À l’occasion de la sortie de Pas de vagues au cinéma, nous avons rencontré Teddy Lussi-Modeste, réalisateur, et François Civil, acteur, qui interprète Julien, un professeur accusé de harcèlement.

Teddy, vous avez co-écrit le scénario avec Audrey Diwan. Quelle est la part de fiction dans le film, sachant qu’il s’inspire de votre histoire ?

Teddy Lussi-Modeste : Le point de départ est une histoire qui m’est arrivée il y a quelques années car je suis toujours professeur en banlieue parisienne en plus d’être réalisateur. Initialement, avec Audrey, nous écrivions un film qui n’avait pas pour sujet mon histoire. Malheureusement, je ne parvenais pas à avancer car je vivais cette histoire au sein de mon établissement. J’ai donc trouvé important de raconter cette histoire afin de pouvoir passer à autre chose. Tout ce qui est dans le film est vrai car ce sont des choses que j’ai vécues ou ce sont des faits vécus par d’autres collègues.

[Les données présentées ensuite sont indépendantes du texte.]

//! klartext CLI - batch entry point for material-text cleanup.

pub mod cli;
pub mod config;
pub mod error;
pub mod output;

pub use cli::Cli;
pub use config::Settings;
pub use error::{CliError, Result};
pub use output::{ConsoleProgress, Formatter};
//! Product module - the structured result of extracting one description

use crate::material_type::MaterialType;
use serde::{Deserialize, Serialize};
use std::collections::BTreeMap;

/// Maximum length of a normalized description, in characters
///
/// The limit comes from the ERP short-text field. Lengths are counted in
/// characters, not bytes — the source texts are German and carry umlauts.
pub const DESCRIPTION_LIMIT: usize = 40;

/// Unit of measure for this material domain ("ST" = piece)
pub const UNIT_PIECE: &str = "ST";

/// Structured product information extracted from one material description
///
/// Value object: built once by an extractor, never mutated afterwards.
/// `short_description` holds the ≤ 40 character invariant at every
/// construction site.
#[derive(Debug, Clone, PartialEq, Eq, Serialize, Deserialize)]
pub struct ProductInfo {
    /// Main product name, with a leading "für " stripped where present
    pub product_name: String,

    /// Distinguishing fragments in source order
    pub characteristics: Vec<String>,

    /// Closed material classification
    pub material_type: MaterialType,

    /// Unit of measure, fixed to [`UNIT_PIECE`] in this domain
    pub unit_of_measure: String,

    /// Attribute name → value pairs, populated only by the generative path
    pub categorization: BTreeMap<String, String>,

    /// Bounded-length description, at most [`DESCRIPTION_LIMIT`] characters
    pub short_description: String,
}

impl Default for ProductInfo {
    fn default() -> Self {
        Self {
            product_name: String::new(),
            characteristics: Vec::new(),
            material_type: MaterialType::Other,
            unit_of_measure: UNIT_PIECE.to_string(),
            categorization: BTreeMap::new(),
            short_description: String::new(),
        }
    }
}

#[cfg(test)]
mod tests {
    use super::*;

    #[test]
    fn test_default_uses_piece_unit() {
        let info = ProductInfo::default();
        assert_eq!(info.unit_of_measure, "ST");
        assert_eq!(info.material_type, MaterialType::Other);
        assert!(info.characteristics.is_empty());
        assert!(info.categorization.is_empty());
    }

    #[test]
    fn test_serialization_field_names() {
        let info = ProductInfo {
            product_name: "Siemens Schütz".to_string(),
            short_description: "Siemens Schütz 230V".to_string(),
            material_type: MaterialType::Electrical,
            ..Default::default()
        };
        let json = serde_json::to_value(&info).unwrap();
        assert_eq!(json["product_name"], "Siemens Schütz");
        assert_eq!(json["material_type"], "electrical");
        assert_eq!(json["unit_of_measure"], "ST");
        assert!(json["categorization"].as_object().unwrap().is_empty());
    }
}
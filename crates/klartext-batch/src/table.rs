//! CSV adapters for the material table

use crate::error::BatchError;
use klartext_domain::MaterialRecord;
use std::path::Path;

/// One input row's relevant columns
///
/// Column index 2 carries the material reference (checked for presence
/// only), column index 3 the raw description text. Short rows yield empty
/// strings for the missing columns.
#[derive(Debug, Clone, PartialEq, Eq)]
pub struct MaterialRow {
    /// Material reference from column index 2
    pub reference: String,

    /// Raw description text from column index 3
    pub description: String,
}

impl MaterialRow {
    /// Create a row from its two relevant columns
    pub fn new(reference: impl Into<String>, description: impl Into<String>) -> Self {
        Self {
            reference: reference.into(),
            description: description.into(),
        }
    }

    /// Extract the relevant columns from a CSV record
    pub fn from_record(record: &csv::StringRecord) -> Self {
        Self {
            reference: record.get(2).unwrap_or("").to_string(),
            description: record.get(3).unwrap_or("").to_string(),
        }
    }
}

/// Read all material rows from a CSV file
///
/// The first line is treated as a header. Records of differing lengths are
/// accepted; short rows get empty columns. The outer `Result` is fatal
/// (table unreadable), the per-row `Result`s feed the runner's row
/// isolation.
pub fn read_rows(path: &Path) -> Result<Vec<Result<MaterialRow, BatchError>>, BatchError> {
    let mut reader = csv::ReaderBuilder::new().flexible(true).from_path(path)?;

    Ok(reader
        .records()
        .map(|record| {
            record
                .map(|r| MaterialRow::from_record(&r))
                .map_err(BatchError::from)
        })
        .collect())
}

/// Write processed records to a CSV file, one row per input row
pub fn write_records(path: &Path, records: &[MaterialRecord]) -> Result<(), BatchError> {
    let mut writer = csv::Writer::from_path(path)?;

    writer.write_record([
        "original_text",
        "cleaned_text",
        "structured_info",
        "final_description",
        "error",
    ])?;

    for record in records {
        let structured_info = match &record.structured_info {
            Some(info) => serde_json::to_string(info)?,
            None => String::new(),
        };

        writer.write_record([
            record.original_text.as_str(),
            record.cleaned_text.as_str(),
            structured_info.as_str(),
            record.final_description.as_str(),
            record.error.as_deref().unwrap_or(""),
        ])?;
    }

    writer.flush()?;
    Ok(())
}

#[cfg(test)]
mod tests {
    use super::*;
    use klartext_domain::ProductInfo;
    use std::io::Write;

    #[test]
    fn test_row_from_full_record() {
        let record = csv::StringRecord::from(vec!["id", "plant", "100076", "Siemens Schütz"]);
        let row = MaterialRow::from_record(&record);
        assert_eq!(row.reference, "100076");
        assert_eq!(row.description, "Siemens Schütz");
    }

    #[test]
    fn test_short_record_yields_empty_columns() {
        let record = csv::StringRecord::from(vec!["id", "plant"]);
        let row = MaterialRow::from_record(&record);
        assert_eq!(row.reference, "");
        assert_eq!(row.description, "");
    }

    #[test]
    fn test_read_rows_skips_header() {
        let mut file = tempfile::NamedTempFile::new().unwrap();
        writeln!(file, "id,plant,reference,description").unwrap();
        writeln!(file, "1,A,100076,Siemens Schütz").unwrap();
        writeln!(file, "2,A,100077,\"Kugellager | 6204\"").unwrap();
        file.flush().unwrap();

        let rows = read_rows(file.path()).unwrap();
        assert_eq!(rows.len(), 2);
        assert_eq!(rows[0].as_ref().unwrap().description, "Siemens Schütz");
        assert_eq!(rows[1].as_ref().unwrap().description, "Kugellager | 6204");
    }

    #[test]
    fn test_read_rows_accepts_ragged_lengths() {
        let mut file = tempfile::NamedTempFile::new().unwrap();
        writeln!(file, "id,plant,reference,description").unwrap();
        writeln!(file, "1,A").unwrap();
        writeln!(file, "2,A,100078,Dichtung,extra").unwrap();
        file.flush().unwrap();

        let rows = read_rows(file.path()).unwrap();
        assert_eq!(rows.len(), 2);
        assert_eq!(rows[0].as_ref().unwrap().description, "");
        assert_eq!(rows[1].as_ref().unwrap().description, "Dichtung");
    }

    #[test]
    fn test_write_records_round_trip() {
        let records = vec![
            MaterialRecord {
                original_text: "Siemens Schütz".to_string(),
                cleaned_text: "Siemens Schütz".to_string(),
                structured_info: Some(ProductInfo {
                    product_name: "Siemens Schütz".to_string(),
                    short_description: "Siemens Schütz".to_string(),
                    ..Default::default()
                }),
                final_description: "Siemens Schütz".to_string(),
                error: None,
            },
            MaterialRecord::failed("kaputt".to_string(), String::new(), "boom".to_string()),
        ];

        let file = tempfile::NamedTempFile::new().unwrap();
        write_records(file.path(), &records).unwrap();

        let mut reader = csv::Reader::from_path(file.path()).unwrap();
        assert_eq!(
            reader.headers().unwrap(),
            &csv::StringRecord::from(vec![
                "original_text",
                "cleaned_text",
                "structured_info",
                "final_description",
                "error"
            ])
        );

        let rows: Vec<csv::StringRecord> = reader.records().map(|r| r.unwrap()).collect();
        assert_eq!(rows.len(), 2);
        assert!(rows[0].get(2).unwrap().contains("\"product_name\":\"Siemens Schütz\""));
        assert_eq!(rows[0].get(4).unwrap(), "");
        assert_eq!(rows[1].get(3).unwrap(), "ERROR");
        assert_eq!(rows[1].get(4).unwrap(), "boom");
    }
}
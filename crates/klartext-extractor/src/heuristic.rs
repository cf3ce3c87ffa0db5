//! Rule-based structured-info extraction from normalized text

use crate::synthesize::synthesize;
use klartext_domain::{MaterialType, ProductInfo};

/// Fixed, ordered keyword table for material classification
///
/// The first entry with any keyword contained in the lowercased text wins;
/// no match leaves [`MaterialType::Other`]. Order is part of the contract
/// ("Leistung" appears in electrical listings that also mention bearings).
const TYPE_KEYWORDS: &[(MaterialType, &[&str])] = &[
    (MaterialType::Filter, &["filter", "wasserfilter"]),
    (
        MaterialType::Electrical,
        &["schütz", "relais", "spannung", "leistung"],
    ),
    (
        MaterialType::Mechanical,
        &["lager", "welle", "ring", "buchse"],
    ),
    (MaterialType::Seal, &["dicht", "dichtung"]),
];

/// Extract structured product information without the text service
///
/// Expects normalized text. Splits on the pipe separator: the first segment
/// becomes the name (a leading "für " stripped), the rest become
/// characteristics in source order. Texts with no usable segments delegate
/// to [`fallback_info`].
pub fn extract_heuristic(text: &str) -> ProductInfo {
    let segments = split_segments(text);

    let Some((first, rest)) = segments.split_first() else {
        return fallback_info(text);
    };

    let product_name = strip_purpose_prefix(first).to_string();
    let characteristics: Vec<String> = rest.iter().map(|s| s.to_string()).collect();
    let short_description = synthesize(&product_name, &characteristics);

    ProductInfo {
        product_name,
        characteristics,
        material_type: classify(text),
        short_description,
        ..Default::default()
    }
}

/// Last-resort deterministic record builder
///
/// Same segment handling as the heuristic path but with the classification
/// fixed to `Other`. Used by the orchestrator when the generative path is
/// exhausted, and directly for texts with no usable segments.
pub fn fallback_info(text: &str) -> ProductInfo {
    let segments = split_segments(text);

    let Some((first, rest)) = segments.split_first() else {
        return ProductInfo::default();
    };

    let product_name = strip_purpose_prefix(first).to_string();
    let characteristics: Vec<String> = rest.iter().map(|s| s.to_string()).collect();
    let short_description = synthesize(&product_name, &characteristics);

    ProductInfo {
        product_name,
        characteristics,
        material_type: MaterialType::Other,
        short_description,
        ..Default::default()
    }
}

fn split_segments(text: &str) -> Vec<&str> {
    text.split('|')
        .map(str::trim)
        .filter(|s| !s.is_empty())
        .collect()
}

/// Strip a leading "für " (case-insensitive) from a product name
pub(crate) fn strip_purpose_prefix(name: &str) -> &str {
    let mut indices = name.char_indices();
    for expected in ['f', 'ü', 'r', ' '] {
        match indices.next() {
            Some((_, c)) if c.to_lowercase().eq(expected.to_lowercase()) => {}
            _ => return name,
        }
    }

    indices
        .next()
        .map(|(i, _)| name[i..].trim())
        .unwrap_or("")
}

fn classify(text: &str) -> MaterialType {
    let lowered = text.to_lowercase();
    for (material_type, keywords) in TYPE_KEYWORDS {
        if keywords.iter().any(|kw| lowered.contains(kw)) {
            return *material_type;
        }
    }
    MaterialType::Other
}
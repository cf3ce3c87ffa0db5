//! Generative extraction via the external text service

use crate::error::ExtractError;
use crate::parser::parse_product_response;
use crate::prompt::build_extraction_prompt;
use crate::retry::RetryPolicy;
use klartext_domain::{GenerationError, ProductInfo, TextGenerator};
use tracing::{debug, warn};

/// Extracts product information through the text-generation service
///
/// One prompt per description, one generator call per attempt, retried
/// under the injected [`RetryPolicy`]. A success short-circuits the
/// remaining budget; exhaustion yields [`ExtractError::AllAttemptsFailed`].
pub struct ServiceExtractor<G: TextGenerator> {
    generator: G,
    policy: RetryPolicy,
}

impl<G: TextGenerator> ServiceExtractor<G> {
    /// Create a new service extractor
    pub fn new(generator: G, policy: RetryPolicy) -> Self {
        Self { generator, policy }
    }

    /// Extract product information for one normalized description
    ///
    /// # Errors
    ///
    /// Returns [`ExtractError::AllAttemptsFailed`] once the attempt budget
    /// is spent; the error carries the last attempt's failure.
    pub async fn extract(&self, text: &str) -> Result<ProductInfo, ExtractError> {
        let prompt = build_extraction_prompt(text);
        let max_attempts = self.policy.max_attempts;
        let mut last_error: Option<ExtractError> = None;

        for attempt in 1..=max_attempts {
            debug!(attempt, max_attempts, "calling text service");

            match self.attempt(&prompt).await {
                Ok(info) => {
                    debug!(attempt, product_name = %info.product_name, "generative extraction succeeded");
                    return Ok(info);
                }
                Err(error) => {
                    warn!(attempt, %error, "generation attempt failed");
                    if attempt < max_attempts {
                        tokio::time::sleep(self.policy.delay_for(attempt, &error)).await;
                    }
                    last_error = Some(error);
                }
            }
        }

        Err(ExtractError::AllAttemptsFailed {
            attempts: max_attempts,
            last: last_error
                .map(|e| e.to_string())
                .unwrap_or_else(|| "no attempts made".to_string()),
        })
    }

    async fn attempt(&self, prompt: &str) -> Result<ProductInfo, ExtractError> {
        let content = self.generator.generate(prompt).await.map_err(|e| {
            if e.is_connectivity() {
                ExtractError::Connection(e.to_string())
            } else {
                ExtractError::Generation(e.to_string())
            }
        })?;

        if content.trim().is_empty() {
            return Err(ExtractError::EmptyResponse);
        }

        parse_product_response(&content)
    }
}
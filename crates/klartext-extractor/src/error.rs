//! Error types for the extraction engine

use thiserror::Error;

/// Errors that can occur on the generative extraction path
///
/// Everything here is recoverable at some enclosing scope: individual
/// attempt failures are retried, [`ExtractError::AllAttemptsFailed`] makes
/// the orchestrator drop to the fallback builder, and nothing propagates
/// past the batch loop.
#[derive(Error, Debug)]
pub enum ExtractError {
    /// Transport failure reaching the text service (retried with linear backoff)
    #[error("Connection error: {0}")]
    Connection(String),

    /// Service-side failure that is not a connectivity problem
    #[error("Generation error: {0}")]
    Generation(String),

    /// The service returned no message content
    #[error("Empty response from text service")]
    EmptyResponse,

    /// The response contains no JSON object span
    #[error("No JSON found in response")]
    NoJsonFound,

    /// The outermost brace span does not parse as JSON
    #[error("Malformed JSON in response: {0}")]
    MalformedJson(String),

    /// The parsed object is missing required product fields
    #[error("Invalid product info: {0}")]
    InvalidProduct(String),

    /// The retry budget is exhausted; terminal for the generative path
    #[error("All {attempts} generation attempts failed: {last}")]
    AllAttemptsFailed {
        /// How many attempts were made
        attempts: u32,
        /// The last attempt's error
        last: String,
    },
}

impl ExtractError {
    /// Whether this failure is a connectivity problem
    pub fn is_connectivity(&self) -> bool {
        matches!(self, ExtractError::Connection(_))
    }
}
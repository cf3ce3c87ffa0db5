//! Ollama Generator Implementation
//!
//! Single-turn chat integration with a local Ollama instance. The client
//! performs exactly one request per `generate` call; attempt budgeting and
//! backoff live in the extraction layer's retry policy.
//!
//! # Examples
//!
//! ```no_run
//! use klartext_llm::OllamaGenerator;
//!
//! let generator = OllamaGenerator::new("http://localhost:11434", "gemma3:latest");
//! // generator.generate(prompt).await yields the raw message content
//! ```

use crate::GeneratorError;
use klartext_domain::TextGenerator;
use serde::{Deserialize, Serialize};
use std::time::Duration;

/// Default Ollama API endpoint
pub const DEFAULT_ENDPOINT: &str = "http://localhost:11434";

/// Default timeout for a single chat round trip (seconds)
///
/// Generation over a long prompt on local hardware is slow; a hung call is
/// only ever cut short by this transport timeout, never by the retry policy.
pub const DEFAULT_TIMEOUT_SECS: u64 = 120;

/// Ollama chat API client for local text generation
pub struct OllamaGenerator {
    endpoint: String,
    model: String,
    client: reqwest::Client,
}

/// Request body for the Ollama chat API
#[derive(Serialize)]
struct ChatRequest {
    model: String,
    messages: Vec<ChatMessage>,
    stream: bool,
}

/// One chat turn
#[derive(Serialize, Deserialize)]
struct ChatMessage {
    role: String,
    content: String,
}

/// Response from the Ollama chat API
#[derive(Deserialize)]
struct ChatResponse {
    message: Option<ChatMessage>,
}

impl OllamaGenerator {
    /// Create a new Ollama generator
    ///
    /// # Parameters
    ///
    /// - `endpoint`: Ollama API endpoint (e.g., "http://localhost:11434")
    /// - `model`: model to use (e.g., "gemma3:latest")
    pub fn new(endpoint: impl Into<String>, model: impl Into<String>) -> Self {
        Self::with_timeout(endpoint, model, Duration::from_secs(DEFAULT_TIMEOUT_SECS))
    }

    /// Create a new Ollama generator with an explicit request timeout
    pub fn with_timeout(
        endpoint: impl Into<String>,
        model: impl Into<String>,
        timeout: Duration,
    ) -> Self {
        let client = reqwest::Client::builder()
            .timeout(timeout)
            .build()
            .unwrap_or_default();

        Self {
            endpoint: endpoint.into(),
            model: model.into(),
            client,
        }
    }

    /// Create a generator against the default local endpoint
    pub fn default_endpoint(model: impl Into<String>) -> Self {
        Self::new(DEFAULT_ENDPOINT, model)
    }

    /// Model identifier this generator sends with every request
    pub fn model(&self) -> &str {
        &self.model
    }

    /// Send one single-turn chat request and return the raw message content
    ///
    /// Returns an empty string when the service answers without a message;
    /// the extraction layer treats that as an empty-response failure.
    ///
    /// # Errors
    ///
    /// Returns error if:
    /// - the service is unreachable or the transport times out
    /// - the model is not available (HTTP 404)
    /// - the response body cannot be decoded
    pub async fn chat(&self, prompt: &str) -> Result<String, GeneratorError> {
        let url = format!("{}/api/chat", self.endpoint);

        let request_body = ChatRequest {
            model: self.model.clone(),
            messages: vec![ChatMessage {
                role: "user".to_string(),
                content: prompt.to_string(),
            }],
            stream: false,
        };

        let response = self
            .client
            .post(&url)
            .json(&request_body)
            .send()
            .await
            .map_err(|e| GeneratorError::Connection(format!("Request failed: {}", e)))?;

        if response.status() == reqwest::StatusCode::NOT_FOUND {
            return Err(GeneratorError::ModelNotAvailable(self.model.clone()));
        }

        if !response.status().is_success() {
            let status = response.status();
            let error_text = response
                .text()
                .await
                .unwrap_or_else(|_| "Unknown error".to_string());
            return Err(GeneratorError::Connection(format!(
                "HTTP {}: {}",
                status, error_text
            )));
        }

        let chat_response = response
            .json::<ChatResponse>()
            .await
            .map_err(|e| GeneratorError::InvalidResponse(format!("Failed to parse response: {}", e)))?;

        Ok(chat_response
            .message
            .map(|m| m.content)
            .unwrap_or_default())
    }
}

impl TextGenerator for OllamaGenerator {
    type Error = GeneratorError;

    async fn generate(&self, prompt: &str) -> Result<String, Self::Error> {
        self.chat(prompt).await
    }
}

#[cfg(test)]
mod tests {
    use super::*;

    #[test]
    fn test_generator_creation() {
        let generator = OllamaGenerator::new("http://localhost:11434", "gemma3:latest");
        assert_eq!(generator.endpoint, "http://localhost:11434");
        assert_eq!(generator.model(), "gemma3:latest");
    }

    #[test]
    fn test_default_endpoint() {
        let generator = OllamaGenerator::default_endpoint("mistral");
        assert_eq!(generator.endpoint, DEFAULT_ENDPOINT);
        assert_eq!(generator.model(), "mistral");
    }

    #[tokio::test]
    async fn test_unreachable_endpoint_is_connection_error() {
        // Nothing listens on this port; the request fails at the transport
        let generator =
            OllamaGenerator::with_timeout("http://127.0.0.1:9", "gemma3:latest", Duration::from_secs(1));

        let result = generator.chat("test").await;
        match result {
            Err(GeneratorError::Connection(_)) => {}
            other => panic!("Expected Connection error, got {:?}", other.map(|_| ())),
        }
    }

    // Integration test (requires running Ollama)
    #[tokio::test]
    #[ignore]
    async fn test_chat_integration() {
        let generator = OllamaGenerator::default_endpoint("gemma3:latest");
        let result = generator.chat("Say 'hello' and nothing else").await;

        if let Ok(content) = result {
            assert!(!content.is_empty());
        }
    }
}
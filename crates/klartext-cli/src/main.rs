//! klartext CLI - batch cleanup of material master-data descriptions.

use clap::Parser;
use klartext_batch::{read_rows, write_records, BatchRunner};
use klartext_cli::{Cli, CliError, ConsoleProgress, Formatter, Settings};
use klartext_extractor::{Orchestrator, ServiceExtractor};
use klartext_llm::OllamaGenerator;
use std::time::{Duration, Instant};
use tracing::info;
use tracing_subscriber::EnvFilter;

#[tokio::main]
async fn main() {
    if let Err(e) = run().await {
        eprintln!("Error: {}", e);
        std::process::exit(1);
    }
}

async fn run() -> klartext_cli::Result<()> {
    tracing_subscriber::fmt()
        .with_env_filter(EnvFilter::from_default_env())
        .init();

    let cli = Cli::parse();
    let settings = Settings::load(cli.config.as_deref())?.with_overrides(&cli);

    let extractor_config = settings.extractor_config();
    extractor_config.validate().map_err(CliError::Config)?;

    let generator = OllamaGenerator::with_timeout(
        &settings.endpoint,
        &settings.model,
        Duration::from_secs(settings.request_timeout_secs),
    );
    let service = ServiceExtractor::new(generator, extractor_config.retry_policy());
    let runner = BatchRunner::new(Orchestrator::new(service));

    let rows = read_rows(&cli.input)?;
    let total = rows.len();
    info!(
        rows = total,
        input = %cli.input.display(),
        model = %settings.model,
        "starting batch"
    );

    let formatter = Formatter::new(settings.color);
    let mut progress = ConsoleProgress::new(formatter, total, cli.quiet);

    let started = Instant::now();
    let report = runner.run(rows, &mut progress).await;

    write_records(&cli.output, &report.records)?;
    info!(output = %cli.output.display(), "results written");

    println!(
        "{}",
        formatter.summary(&report.counters, report.records.len(), started.elapsed())
    );

    Ok(())
}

Je considère Audrey Diwan comme la co-autrice du scénario car c’est grâce à elle que j’ai pu prendre du recul sur les évènements qui me sont arrivés pour me diriger vers la fiction. Le cœur du film est la manière dont un professeur se retrouve lâchée par une institution débordée. Je souhaitais faire un film hommage à la profession de professeur qu’il est de plus en plus difficile d’exercer depuis quelques années. Heureusement, depuis quelques années, les professeurs ont décidé de prendre la parole, notamment avec le hashtag #PasDeVague, réutilisé massivement en 2018 après qu’une professeur se soit faite menacer avec un pistolet factice. Les professeurs se sont mis à témoigner du silence de leur hiérarchie face à leur souffrance.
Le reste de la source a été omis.